**Exercise:** Once you find the line with "fn default() ->" in the data that follows, repeat it and every line after it exactly, through the line with "pub async fn check_network(address: &str, timeout: Duration)".

**Extracted material:**
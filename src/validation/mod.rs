use once_cell::sync::Lazy;
use regex::Regex;

/// Canonical watch URL prefix every accepted link is normalized to
pub const WATCH_URL_PREFIX: &str = "https://www.youtube.com/watch?v=";

/// Long-form `watch?v=` or short-form `youtu.be/` link followed by an
/// 11-character video id. Query parameters after the id are tolerated.
static WATCH_URL_RE: Lazy<Regex> = Lazy::new(|| {
    Regex::new(
        r"^(?:https?://)?(?:www\.)?(?:youtube\.com/watch\?v=|youtu\.be/)([A-Za-z0-9_-]{11})(?:[?&#]\S*)?$",
    )
    .expect("watch url pattern is valid")
});

/// Outcome of checking user input against the accepted URL shape
#[derive(Debug, Clone, PartialEq, Eq)]
pub enum ValidationResult {
    /// Input was a watch URL; holds the normalized form
    Valid(String),
    Invalid,
}

/// Classify raw message text as a YouTube watch URL.
///
/// Surrounding whitespace is trimmed; anything else that does not match the
/// accepted shape exactly is rejected.
pub fn validate(input: &str) -> ValidationResult {
    let trimmed = input.trim();

    match WATCH_URL_RE.captures(trimmed) {
        Some(caps) => {
            let video_id = &caps[1];
            ValidationResult::Valid(format!("{}{}", WATCH_URL_PREFIX, video_id))
        }
        None => ValidationResult::Invalid,
    }
}

/// Extract the video id from a normalized watch URL
pub fn video_id(normalized: &str) -> Option<&str> {
    normalized.strip_prefix(WATCH_URL_PREFIX)
}

#[cfg(test)]
mod tests {
    use super::*;

    const CANONICAL: &str = "https://www.youtube.com/watch?v=dQw4w9WgXcQ";

    #[test]
    fn test_accepts_every_prefix_combination() {
        let hosts = ["youtube.com/watch?v=", "www.youtube.com/watch?v=", "youtu.be/", "www.youtu.be/"];
        let schemes = ["", "http://", "https://"];

        for scheme in schemes {
            for host in hosts {
                let input = format!("{}{}dQw4w9WgXcQ", scheme, host);
                assert_eq!(
                    validate(&input),
                    ValidationResult::Valid(CANONICAL.to_string()),
                    "expected {} to be valid",
                    input
                );
            }
        }
    }

    #[test]
    fn test_url_safe_alphabet() {
        assert_eq!(
            validate("https://youtu.be/a-_Z09zzAAb"),
            ValidationResult::Valid(format!("{}a-_Z09zzAAb", WATCH_URL_PREFIX))
        );
    }

    #[test]
    fn test_trims_surrounding_whitespace() {
        assert_eq!(
            validate("  https://www.youtube.com/watch?v=dQw4w9WgXcQ\n"),
            ValidationResult::Valid(CANONICAL.to_string())
        );
    }

    #[test]
    fn test_drops_trailing_parameters() {
        assert_eq!(
            validate("https://www.youtube.com/watch?v=dQw4w9WgXcQ&t=42s"),
            ValidationResult::Valid(CANONICAL.to_string())
        );
        assert_eq!(
            validate("https://youtu.be/dQw4w9WgXcQ?si=abcdef"),
            ValidationResult::Valid(CANONICAL.to_string())
        );
    }

    #[test]
    fn test_rejects_wrong_identifier_length() {
        assert_eq!(validate("https://www.youtube.com/watch?v=dQw4w9WgXc"), ValidationResult::Invalid);
        assert_eq!(validate("https://www.youtube.com/watch?v=dQw4w9WgXcQQ"), ValidationResult::Invalid);
        assert_eq!(validate("https://youtu.be/"), ValidationResult::Invalid);
    }

    #[test]
    fn test_rejects_everything_else() {
        let inputs = [
            "",
            "   ",
            "not a url",
            "https://vimeo.com/watch?v=dQw4w9WgXcQ",
            "https://www.youtube.com/embed/dQw4w9WgXcQ",
            "ftp://www.youtube.com/watch?v=dQw4w9WgXcQ",
            "https://www.youtube.com/watch?v=dQw4w9W gXcQ",
            "https://www.youtube.com/watch?v=dQw4w9WgXc!",
            "look at https://www.youtube.com/watch?v=dQw4w9WgXcQ",
            "https://www.youtube.com/watch?v=dQw4w9WgXcQ please",
        ];

        for input in inputs {
            assert_eq!(validate(input), ValidationResult::Invalid, "expected {:?} to be rejected", input);
        }
    }

    #[test]
    fn test_video_id() {
        assert_eq!(video_id(CANONICAL), Some("dQw4w9WgXcQ"));
        assert_eq!(video_id("https://example.com"), None);
    }
}
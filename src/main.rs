use anyhow::{Context, Result};
use clap::Parser;
use console::style;
use indicatif::{ProgressBar, ProgressStyle};
use std::path::Path;
use std::sync::Arc;
use std::time::Duration;
use tracing_subscriber::{layer::SubscriberExt, util::SubscriberInitExt};

use ytaudio_bot::cli::{Cli, Commands, LogFormat};
use ytaudio_bot::config::{self, Config};
use ytaudio_bot::credentials::{browser, SourceListSupplier};
use ytaudio_bot::{bot, preflight, utils, BotError};

#[tokio::main]
async fn main() -> Result<()> {
    let cli = Cli::parse();

    // RUST_LOG may come from .env, so it has to be loaded before tracing
    let env_file = config::load_env();
    init_tracing(cli.verbose, cli.log_format);
    if let Some(env_file) = env_file {
        tracing::debug!("Loaded environment from {}", env_file.display());
    }

    let config = Config::load(cli.config.as_deref())?;

    match cli.subcommand() {
        Commands::Run => run(config).await?,
        Commands::Check => check(&config).await?,
        Commands::Cookies { export: None, .. } => show_cookies(&config).await,
        Commands::Cookies {
            export: Some(path),
            browser,
        } => export_cookies(&config, &path, browser).await?,
        Commands::Config => config.display(),
    }

    Ok(())
}

async fn export_cookies(config: &Config, path: &Path, only_browser: Option<String>) -> Result<()> {
    let supplier = credential_supplier(config);
    let browsers = match only_browser {
        Some(name) => vec![name],
        None => supplier.browsers(),
    };
    let home = supplier.home().context("Cannot determine the home directory")?;

    let set = browser::export_first(&browsers, home, supplier.domain())
        .await
        .context("Cookie export failed")?;

    let file = fs_err::File::create(path)?;
    set.write_cookie_file(file)
        .with_context(|| format!("Failed to write {}", path.display()))?;

    println!(
        "{} Exported {} {} cookies from {} to {}",
        style("✓").green(),
        set.cookies.len(),
        set.domain,
        set.source,
        path.display()
    );
    Ok(())
}

fn credential_supplier(config: &Config) -> SourceListSupplier {
    SourceListSupplier::new(config.credentials.sources.clone(), config.credentials.domain.clone())
}

fn init_tracing(verbose: bool, format: LogFormat) {
    let default_filter = if verbose { "ytaudio_bot=debug" } else { "ytaudio_bot=info" };
    let filter = tracing_subscriber::EnvFilter::try_from_default_env().unwrap_or_else(|_| default_filter.into());

    let registry = tracing_subscriber::registry().with(filter);
    match format {
        LogFormat::Text => registry.with(tracing_subscriber::fmt::layer()).init(),
        LogFormat::Json => registry.with(tracing_subscriber::fmt::layer().json()).init(),
    }
}

async fn run(config: Config) -> Result<()> {
    tracing::info!("Starting bot initialization...");

    let token = config.telegram_token()?;
    tracing::info!("Bot token loaded: {}", utils::mask_secret(token));

    let missing_deps = utils::check_dependencies(&config.extractor.yt_dlp_path).await;
    for dep in &missing_deps {
        tracing::warn!("Dependency check warning: {}", dep);
    }

    config.ensure_work_dir()?;

    preflight::run(&config.preflight)
        .await
        .map_err(BotError::from)
        .context("Cannot start bot")?;

    bot::run(Arc::new(config)).await
}

async fn check(config: &Config) -> Result<()> {
    let progress = ProgressBar::new_spinner();
    progress.set_style(ProgressStyle::default_spinner().template("{spinner:.green} {msg}")?);
    progress.enable_steady_tick(Duration::from_millis(100));

    let settings = &config.preflight;

    progress.set_message(format!("Connecting to {}...", settings.probe_address));
    if let Err(e) = preflight::check_network(
        &settings.probe_address,
        Duration::from_secs(settings.probe_timeout_secs),
    )
    .await
    {
        progress.finish_with_message(format!("{} {}", style("✗").red(), e));
        return Err(BotError::from(e).into());
    }
    progress.println(format!("{} Internet connection is available", style("✓").green()));

    progress.set_message(format!("Requesting {}...", settings.api_url));
    if let Err(e) = preflight::check_api(&settings.api_url, Duration::from_secs(settings.api_timeout_secs)).await {
        progress.finish_with_message(format!("{} {}", style("✗").red(), e));
        return Err(BotError::from(e).into());
    }
    progress.finish_with_message(format!("{} {} is accessible", style("✓").green(), settings.api_url));

    let missing_deps = utils::check_dependencies(&config.extractor.yt_dlp_path).await;
    if !missing_deps.is_empty() {
        eprintln!("⚠️  Dependency check warnings:");
        for dep in missing_deps {
            eprintln!("   • {}", dep);
        }
    }

    Ok(())
}

async fn show_cookies(config: &Config) {
    let supplier = credential_supplier(config);

    println!("Credential sources for {} (highest priority first):", config.credentials.domain);

    let mut chosen = false;
    for source in supplier.sources() {
        match supplier.resolve(source).await {
            Some(set) => {
                let marker = if chosen { " " } else { "→" };
                chosen = true;

                let detail = if set.is_browser_reference() {
                    "read by yt-dlp at extraction time".to_string()
                } else {
                    let expiry = set
                        .expires_at
                        .map(|at| format!(", earliest expiry {}", at.format("%Y-%m-%d %H:%M UTC")))
                        .unwrap_or_default();
                    format!("{} cookies{}", set.cookies.len(), expiry)
                };

                println!("  {} {} ({})", style(marker).green(), source, detail);
            }
            None => println!("  {} {} (unavailable)", style("✗").red(), source),
        }
    }

    if !chosen {
        println!("No credential set available; extraction will run without cookies.");
    }
}
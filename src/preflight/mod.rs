use serde::{Deserialize, Serialize};
use std::time::Duration;
use tokio::net::TcpStream;

/// Startup connectivity failures. Any of these stops the bot from starting.
#[derive(thiserror::Error, Debug)]
pub enum PreflightError {
    #[error("no network connection: {address} unreachable ({reason})")]
    NetworkUnreachable { address: String, reason: String },

    #[error("{url} is not reachable: {reason}")]
    ApiUnreachable { url: String, reason: String },

    #[error("{url} answered with HTTP {status}")]
    ApiStatus { url: String, status: u16 },
}

/// Targets and bounds for the startup probes
#[derive(Debug, Clone, Serialize, Deserialize)]
#[serde(default)]
pub struct PreflightConfig {
    /// Well-known public address for the TCP reachability probe
    pub probe_address: String,

    /// TCP probe timeout in seconds
    pub probe_timeout_secs: u64,

    /// Messaging platform API root for the HTTP probe
    pub api_url: String,

    /// HTTP probe timeout in seconds
    pub api_timeout_secs: u64,
}

impl Default for PreflightConfig {
    fn default() -> Self {
        Self {
            probe_address: "8.8.8.8:53".to_string(),
            probe_timeout_secs: 3,
            api_url: "https://api.telegram.org".to_string(),
            api_timeout_secs: 5,
        }
    }
}

/// Check low-level reachability by opening a TCP connection
pub async fn check_network(address: &str, timeout: Duration) -> Result<(), PreflightError> {
    let unreachable = |reason: String| PreflightError::NetworkUnreachable {
        address: address.to_string(),
        reason,
    };

    match tokio::time::timeout(timeout, TcpStream::connect(address)).await {
        Ok(Ok(_stream)) => {
            tracing::info!("Internet connection is available");
            Ok(())
        }
        Ok(Err(e)) => Err(unreachable(e.to_string())),
        Err(_) => Err(unreachable(format!("timed out after {}s", timeout.as_secs()))),
    }
}

/// Check that the messaging API root answers `200 OK`
pub async fn check_api(url: &str, timeout: Duration) -> Result<(), PreflightError> {
    let client = reqwest::Client::builder()
        .timeout(timeout)
        .build()
        .map_err(|e| PreflightError::ApiUnreachable {
            url: url.to_string(),
            reason: e.to_string(),
        })?;

    let response = client
        .get(url)
        .send()
        .await
        .map_err(|e| PreflightError::ApiUnreachable {
            url: url.to_string(),
            reason: e.to_string(),
        })?;

    let status = response.status();
    if status != reqwest::StatusCode::OK {
        return Err(PreflightError::ApiStatus {
            url: url.to_string(),
            status: status.as_u16(),
        });
    }

    tracing::info!("{} is accessible", url);
    Ok(())
}

/// Run both probes in order; the first failure aborts
pub async fn run(config: &PreflightConfig) -> Result<(), PreflightError> {
    check_network(&config.probe_address, Duration::from_secs(config.probe_timeout_secs)).await?;
    check_api(&config.api_url, Duration::from_secs(config.api_timeout_secs)).await?;
    Ok(())
}
use std::process::Stdio;
use tokio::process::Command;

/// Format file size in human-readable format
pub fn format_file_size(bytes: u64) -> String {
    const UNITS: &[&str] = &["B", "KB", "MB", "GB", "TB"];
    const THRESHOLD: f64 = 1024.0;

    if bytes == 0 {
        return "0 B".to_string();
    }

    let bytes_f = bytes as f64;
    let unit_index = (bytes_f.log10() / THRESHOLD.log10()).floor() as usize;
    let unit_index = unit_index.min(UNITS.len() - 1);

    let size = bytes_f / THRESHOLD.powi(unit_index as i32);

    if unit_index == 0 {
        format!("{} {}", bytes, UNITS[unit_index])
    } else {
        format!("{:.2} {}", size, UNITS[unit_index])
    }
}

/// Clean up a media title for use in captions and audio metadata.
///
/// Control characters are dropped, runs of whitespace collapse to one space
/// and the result is capped at `max_chars` characters.
pub fn sanitize_title(title: &str, max_chars: usize) -> String {
    let cleaned = title
        .chars()
        .filter(|c| !c.is_control() || c.is_whitespace())
        .collect::<String>();

    let collapsed = cleaned.split_whitespace().collect::<Vec<_>>().join(" ");

    if collapsed.chars().count() <= max_chars {
        return collapsed;
    }

    let mut truncated: String = collapsed.chars().take(max_chars.saturating_sub(1)).collect();
    truncated.push('…');
    truncated
}

/// Mask a secret for logging, keeping only a short prefix
pub fn mask_secret(secret: &str) -> String {
    let prefix: String = secret.chars().take(10).collect();
    format!("{}...", prefix)
}

/// Check if the current environment has the tools the extraction engine needs
pub async fn check_dependencies(yt_dlp_path: &str) -> Vec<String> {
    let mut missing = Vec::new();

    if !check_command_available(yt_dlp_path).await {
        missing.push(format!("{} - required for YouTube extraction", yt_dlp_path));
    }

    // yt-dlp shells out to ffmpeg for the MP3 conversion
    if !check_command_available_with("ffmpeg", "-version").await {
        missing.push("ffmpeg - required for audio transcoding".to_string());
    }

    missing
}

/// Check if a command is available in PATH
async fn check_command_available(command: &str) -> bool {
    check_command_available_with(command, "--version").await
}

async fn check_command_available_with(command: &str, version_flag: &str) -> bool {
    Command::new(command)
        .arg(version_flag)
        .stdout(Stdio::null())
        .stderr(Stdio::null())
        .status()
        .await
        .map(|status| status.success())
        .unwrap_or(false)
}

#[cfg(test)]
mod tests {
    use super::*;

    #[test]
    fn test_format_file_size() {
        assert_eq!(format_file_size(0), "0 B");
        assert_eq!(format_file_size(512), "512 B");
        assert_eq!(format_file_size(1024), "1.00 KB");
        assert_eq!(format_file_size(1536), "1.50 KB");
        assert_eq!(format_file_size(3 * 1024 * 1024), "3.00 MB");
    }

    #[test]
    fn test_sanitize_title() {
        assert_eq!(sanitize_title("  Never   Gonna\nGive You Up ", 64), "Never Gonna Give You Up");
        assert_eq!(sanitize_title("bell\u{7}ring", 64), "bellring");
        assert_eq!(sanitize_title("abcdefgh", 5), "abcd…");
        assert_eq!(sanitize_title("", 5), "");
    }

    #[test]
    fn test_mask_secret() {
        assert_eq!(mask_secret("123456789:AAE-secret-part"), "123456789:...");
        assert_eq!(mask_secret("short"), "short...");
    }

    #[tokio::test]
    async fn test_missing_engine_is_reported() {
        let missing = check_dependencies("definitely-not-a-real-yt-dlp-binary").await;
        assert!(missing
            .iter()
            .any(|m| m.starts_with("definitely-not-a-real-yt-dlp-binary")));
    }
}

**Answer for the task:**
    fn default() -> Self {
        Self {
            probe_address: "8.8.8.8:53".to_string(),
            probe_timeout_secs: 3,
            api_url: "https://api.telegram.org".to_string(),
            api_timeout_secs: 5,
        }
    }
}

/// Check low-level reachability by opening a TCP connection
pub async fn check_network(address: &str, timeout: Duration) -> Result<(), PreflightError> {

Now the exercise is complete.